In Reply: We thank Drs. Joseph and Rohde for their insightful comments. We enthusiastically concur that practitioners should maintain a broad differential. This is particularly true in the COVID-19 era. In our article, the patient presented with unilateral pulmonary edema post-COVID-19, warranting inclusion of multisystem inflammatory syndrome in adults (MIS-A) in the differential diagnosis. However, after dissecting the case at the fine-scale level, we identified 3 critical precluding factors that effectively ruled out MIS-A:
First, although the patient presented with impairments in cardiac function, other primary and secondary clinical criteria indicative of MIS-A, such as fever, rash, nonpurulent conjunctivitis, neurologic impairments, abdominal pain, vomiting, diarrhea, and thrombocytopenia were not documented.1
Second, among the spectrum of severe cardiac illnesses observed in MIS-A patients, acute myocarditis has been investigated and reported in detail.2 In our patient, no pericardial effusion was seen on computed tomography and transthoracic echocardiography.
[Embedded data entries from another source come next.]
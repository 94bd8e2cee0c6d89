//! Shared fixtures for the integration tests
//!
//! `Scorer` plays deliveries through the engine while tracking who is at the
//! crease, so tests can describe an innings ball by ball without repeating
//! player bookkeeping.

#![allow(dead_code)]

use std::sync::Arc;

use cricket_types::delivery::{DeliveryDraft, Dismissal, WicketType};
use cricket_types::errors::ScoringError;
use cricket_types::fixture::{MatchFormat, MatchSetup, Toss, TossDecision};
use cricket_types::ids::{InningsId, MatchId, PlayerId, TeamId};
use live_scoring::config::{EngineConfig, HubConfig};
use live_scoring::engine::{ScoringEngine, SubmitReceipt};
use live_scoring::roster::{InMemoryRoster, Player};

pub const HOME: &str = "home";
pub const AWAY: &str = "away";

pub fn player(team: &str, number: usize) -> PlayerId {
    PlayerId::new(format!("{team}-{number}"))
}

pub fn engine_with(squad: usize, config: EngineConfig, hub: HubConfig) -> ScoringEngine {
    let roster = InMemoryRoster::new();
    for team in [HOME, AWAY] {
        let players = (1..=squad)
            .map(|i| Player::new(format!("{team}-{i}"), format!("{team} player {i}")))
            .collect();
        roster.register(TeamId::new(team), players);
    }
    ScoringEngine::new(config, hub, Arc::new(roster))
}

pub fn engine() -> ScoringEngine {
    engine_with(11, EngineConfig::default(), HubConfig::default())
}

/// Create a match, home bats first.
pub async fn start_match(engine: &ScoringEngine, format: MatchFormat) -> MatchId {
    let record = engine
        .create_match(MatchSetup {
            format,
            home: TeamId::new(HOME),
            away: TeamId::new(AWAY),
        })
        .unwrap();
    engine
        .record_toss(
            record.match_id,
            Toss {
                won_by: TeamId::new(HOME),
                decision: TossDecision::Bat,
            },
        )
        .await
        .unwrap();
    record.match_id
}

/// Drives one innings, keeping striker and non-striker in step with the engine.
pub struct Scorer<'a> {
    engine: &'a ScoringEngine,
    pub innings_id: InningsId,
    batting: String,
    bowling: String,
    pub striker: PlayerId,
    pub non_striker: PlayerId,
    next_in: usize,
    pub bowler: usize,
}

impl<'a> Scorer<'a> {
    pub fn new(engine: &'a ScoringEngine, innings_id: InningsId, batting: &str, bowling: &str) -> Self {
        Self {
            engine,
            innings_id,
            batting: batting.to_string(),
            bowling: bowling.to_string(),
            striker: player(batting, 1),
            non_striker: player(batting, 2),
            next_in: 3,
            bowler: 11,
        }
    }

    pub fn draft(&self) -> DeliveryDraft {
        DeliveryDraft::new(
            self.striker.clone(),
            self.non_striker.clone(),
            player(&self.bowling, self.bowler),
        )
    }

    pub fn fielder(&self, number: usize) -> PlayerId {
        player(&self.bowling, number)
    }

    pub fn incoming(&self) -> PlayerId {
        player(&self.batting, self.next_in)
    }

    /// Submit a draft built from the current pair and follow the crease.
    pub async fn ball(&mut self, build: impl FnOnce(DeliveryDraft) -> DeliveryDraft) -> SubmitReceipt {
        self.try_ball(build).await.unwrap()
    }

    pub async fn try_ball(
        &mut self,
        build: impl FnOnce(DeliveryDraft) -> DeliveryDraft,
    ) -> Result<SubmitReceipt, ScoringError> {
        let receipt = self.engine.submit(self.innings_id, build(self.draft()), None).await?;
        self.follow(&receipt);
        Ok(receipt)
    }

    pub async fn dots(&mut self, count: usize) {
        for _ in 0..count {
            self.ball(|d| d).await;
        }
    }

    /// Striker out caught by the given fielder.
    pub async fn caught(&mut self, fielder: usize) -> SubmitReceipt {
        let dismissal = Dismissal::new(WicketType::Caught, self.striker.clone()).with_fielder(self.fielder(fielder));
        self.ball(|d| d.dismissal(dismissal)).await
    }

    fn follow(&mut self, receipt: &SubmitReceipt) {
        let snapshot = &receipt.snapshot;
        let at_crease = |figures: &Option<live_scoring::scorecard::BattingFigures>| {
            figures.as_ref().map(|f| f.player.clone())
        };
        match (at_crease(&snapshot.striker), at_crease(&snapshot.non_striker)) {
            (Some(s), Some(n)) => {
                self.striker = s;
                self.non_striker = n;
            }
            (None, Some(n)) => {
                self.striker = self.incoming();
                self.non_striker = n;
                self.next_in += 1;
            }
            (Some(s), None) => {
                self.striker = s;
                self.non_striker = self.incoming();
                self.next_in += 1;
            }
            (None, None) => {}
        }
    }
}
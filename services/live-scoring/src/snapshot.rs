//! Live state snapshots
//!
//! A [`StateSnapshot`] is the full live view of one innings as pushed to
//! viewers: score, rates, the batters at the crease, the current bowler,
//! the partnership and the current over. Snapshots are versioned with the
//! innings version and carry a SHA-256 checksum so a reconnecting client can
//! verify what it resynced from.

use cricket_types::delivery::{Delivery, Dismissal, Timestamp};
use cricket_types::fixture::{MatchResult, MatchStatus};
use cricket_types::ids::{InningsId, MatchId, PlayerId, TeamId};
use cricket_types::innings::{Closure, InningsKind};
use cricket_types::numeric::BallCount;
use serde::{Deserialize, Serialize};
use sha2::{Digest, Sha256};
use tracing::error;

use crate::scorecard::{BattingFigures, BowlingFigures, ExtrasBreakdown, OverSummary, Partnership};
use crate::session::InningsSession;
use crate::state_machine::LiveRates;

/// The most recent delivery in compact form.
#[derive(Debug, Clone, PartialEq, Eq, Serialize, Deserialize)]
pub struct BallSummary {
    pub sequence: u64,
    pub over_number: u32,
    pub ball_in_over: u32,
    pub symbol: String,
    pub striker: PlayerId,
    pub bowler: PlayerId,
    pub runs_batter: u32,
    pub total_runs: u32,
    pub four: bool,
    pub six: bool,
    pub dismissal: Option<Dismissal>,
    pub is_free_hit: bool,
    pub revision: u32,
    pub commentary: Option<String>,
}

impl From<&Delivery> for BallSummary {
    fn from(delivery: &Delivery) -> Self {
        let outcome = &delivery.outcome;
        Self {
            sequence: delivery.sequence,
            over_number: delivery.over_number,
            ball_in_over: delivery.ball_in_over,
            symbol: outcome.symbol(),
            striker: delivery.striker.clone(),
            bowler: delivery.bowler.clone(),
            runs_batter: u32::from(outcome.runs_batter),
            total_runs: outcome.total_runs(),
            four: outcome.four_off_bat(),
            six: outcome.six_off_bat(),
            dismissal: outcome.dismissal.clone(),
            is_free_hit: delivery.is_free_hit,
            revision: delivery.revision,
            commentary: delivery.commentary.clone(),
        }
    }
}

/// A versioned, checksummed snapshot of the live innings.
#[derive(Debug, Clone, PartialEq, Eq, Serialize, Deserialize)]
pub struct StateSnapshot {
    pub match_id: MatchId,
    pub innings_id: InningsId,
    pub innings_number: u32,
    pub kind: InningsKind,
    pub batting_team: TeamId,
    pub bowling_team: TeamId,
    /// Innings version this snapshot was taken at.
    pub version: u64,
    pub last_sequence: Option<u64>,

    pub runs: u32,
    pub wickets: u32,
    pub balls: BallCount,
    pub overs_limit: Option<u32>,
    pub target: Option<u32>,
    pub rates: LiveRates,

    pub striker: Option<BattingFigures>,
    pub non_striker: Option<BattingFigures>,
    /// Bowler of the latest delivery.
    pub bowler: Option<BowlingFigures>,
    pub partnership: Option<Partnership>,
    pub recent_balls: Vec<String>,
    /// Over in progress, absent between overs.
    pub this_over: Option<OverSummary>,
    pub last_over: Option<OverSummary>,
    pub last_ball: Option<BallSummary>,
    /// The next delivery is a free hit.
    pub free_hit: bool,
    pub extras: ExtrasBreakdown,

    pub closure: Option<Closure>,
    pub match_status: MatchStatus,
    pub result: Option<MatchResult>,

    /// Unix nanoseconds when the snapshot was built.
    pub timestamp: Timestamp,
    pub checksum: String,
}

/// Builds snapshots from an innings session.
#[derive(Debug, Clone)]
pub struct SnapshotBuilder {
    recent_balls: usize,
}

impl SnapshotBuilder {
    pub fn new(recent_balls: usize) -> Self {
        Self { recent_balls }
    }

    pub fn build(
        &self,
        session: &InningsSession,
        match_status: MatchStatus,
        result: Option<MatchResult>,
        timestamp: Timestamp,
    ) -> StateSnapshot {
        let meta = session.meta();
        let fold = session.fold();
        let state = &fold.state;
        let card = &fold.scorecard;
        let last = session.log().deliveries().last();

        let figures = |player: &Option<PlayerId>| {
            player
                .as_ref()
                .map(|p| card.batter(p).cloned().unwrap_or_else(|| BattingFigures::yet_to_face(p.clone())))
        };

        let mut snapshot = StateSnapshot {
            match_id: meta.match_id,
            innings_id: meta.innings_id,
            innings_number: meta.number,
            kind: meta.kind,
            batting_team: meta.batting_team.clone(),
            bowling_team: meta.bowling_team.clone(),
            version: session.version(),
            last_sequence: state.last_sequence,
            runs: state.runs,
            wickets: state.wickets,
            balls: state.balls,
            overs_limit: meta.overs_limit,
            target: state.target,
            rates: state.rates(),
            striker: figures(&state.striker),
            non_striker: figures(&state.non_striker),
            bowler: last.and_then(|d| card.bowler(&d.bowler).cloned()),
            partnership: card.current_partnership().cloned(),
            recent_balls: card.recent_balls(self.recent_balls),
            this_over: card.overs().last().filter(|o| !o.completed).cloned(),
            last_over: card.last_completed_over().cloned(),
            last_ball: last.map(BallSummary::from),
            free_hit: state.free_hit_pending && !state.is_closed(),
            extras: card.extras(),
            closure: state.closure,
            match_status,
            result,
            timestamp,
            checksum: String::new(),
        };
        match compute_checksum(&snapshot) {
            Ok(checksum) => snapshot.checksum = checksum,
            // Left blank, so the snapshot never passes an integrity check
            Err(e) => error!(
                innings_id = %snapshot.innings_id,
                version = snapshot.version,
                error = %e,
                "Snapshot could not be hashed"
            ),
        }
        snapshot
    }
}

impl Default for SnapshotBuilder {
    fn default() -> Self {
        Self::new(6)
    }
}

/// SHA-256 over the snapshot content, excluding timestamp and checksum.
fn compute_checksum(snapshot: &StateSnapshot) -> Result<String, serde_json::Error> {
    let mut content = snapshot.clone();
    content.checksum = String::new();
    content.timestamp = 0;

    let mut hasher = Sha256::new();
    serde_json::to_writer(&mut hasher, &content)?;
    Ok(format!("{:x}", hasher.finalize()))
}

/// Verify that a snapshot's checksum matches its content. A snapshot whose
/// content cannot be hashed never verifies.
pub fn verify_snapshot_integrity(snapshot: &StateSnapshot) -> bool {
    !snapshot.checksum.is_empty()
        && compute_checksum(snapshot).is_ok_and(|checksum| checksum == snapshot.checksum)
}

#[cfg(test)]
mod tests {
    use super::*;
    use cricket_types::delivery::{DeliveryDraft, WicketType};
    use cricket_types::ids::MatchId;
    use cricket_types::innings::InningsMeta;

    use crate::state_machine::Sides;

    fn p(name: &str) -> PlayerId {
        PlayerId::new(name)
    }

    fn session() -> InningsSession {
        let meta = InningsMeta {
            innings_id: InningsId::new(),
            match_id: MatchId::new(),
            number: 2,
            kind: InningsKind::Regular,
            batting_team: TeamId::new("bat"),
            bowling_team: TeamId::new("bowl"),
            overs_limit: Some(20),
            max_wickets: 10,
            target: Some(121),
            follow_on: false,
        };
        let sides = Sides {
            batting: ["a", "b", "c"].iter().map(|n| p(n)).collect(),
            bowling: ["x", "y"].iter().map(|n| p(n)).collect(),
        };
        InningsSession::new(meta, sides, true, 30)
    }

    fn ball(striker: &str, non_striker: &str) -> DeliveryDraft {
        DeliveryDraft::new(p(striker), p(non_striker), p("x"))
    }

    #[test]
    fn test_snapshot_reflects_live_state() {
        let mut s = session();
        s.submit(ball("a", "b").four(), None).unwrap();
        s.submit(ball("a", "b").runs(1), None).unwrap();
        s.submit(ball("b", "a").no_ball(0), None).unwrap();

        let snap = SnapshotBuilder::new(6).build(&s, MatchStatus::Live, None, 1708123456789000000);
        assert_eq!(snap.version, 3);
        assert_eq!((snap.runs, snap.wickets, snap.balls.balls()), (6, 0, 2));
        assert_eq!(snap.rates.required_runs, Some(115));
        assert_eq!(snap.striker.as_ref().map(|f| f.player.clone()), Some(p("b")));
        assert_eq!(snap.non_striker.as_ref().map(|f| f.runs), Some(5));
        assert_eq!(snap.bowler.as_ref().map(|f| f.runs_conceded), Some(6));
        assert_eq!(snap.recent_balls, vec!["4", "1", "nb"]);
        assert!(snap.free_hit);
        assert!(snap.this_over.is_some());
        assert!(snap.last_over.is_none());
        assert_eq!(snap.last_ball.as_ref().map(|b| b.sequence), Some(3));
    }

    #[test]
    fn test_incoming_batter_shown_after_wicket() {
        let mut s = session();
        s.submit(ball("a", "b").out(WicketType::Bowled, p("a")), None).unwrap();
        let snap = SnapshotBuilder::default().build(&s, MatchStatus::Live, None, 0);
        assert_eq!(snap.wickets, 1);
        assert!(snap.striker.is_none());
        assert_eq!(snap.non_striker.map(|f| f.player), Some(p("b")));
        assert_eq!(snap.last_ball.map(|b| b.symbol), Some("W".to_string()));
    }

    #[test]
    fn test_checksum_ignores_timestamp_and_detects_tampering() {
        let mut s = session();
        s.submit(ball("a", "b").runs(2), None).unwrap();
        let builder = SnapshotBuilder::default();
        let one = builder.build(&s, MatchStatus::Live, None, 1);
        let two = builder.build(&s, MatchStatus::Live, None, 2);

        assert_eq!(one.checksum, two.checksum);
        assert!(verify_snapshot_integrity(&one));

        let mut tampered = one.clone();
        tampered.runs += 1;
        assert!(!verify_snapshot_integrity(&tampered));
    }

    #[test]
    fn test_blank_checksum_never_verifies() {
        let s = session();
        let mut snap = SnapshotBuilder::default().build(&s, MatchStatus::Live, None, 0);
        assert_eq!(snap.checksum.len(), 64);
        snap.checksum.clear();
        assert!(!verify_snapshot_integrity(&snap));
    }
}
Furthermore, transthoracic echocardiography identified an underlying mitral valve regurgitation, which was the most likely factor contributing to the decompensated heart failure.
Third, the clinical course in our patient was not consistent with acute myocarditis. The patient’s condition improved under the administration of diuretics and nitrates. Inotropics and vasopressors were not warranted.
Although MIS-A was ultimately ruled out, our colleagues from Mayo Clinic rightfully highlight the importance in the COVID-19 era of maintaining a broad differential including MIS-A when approaching post-COVID-19 patients presenting with heart failure.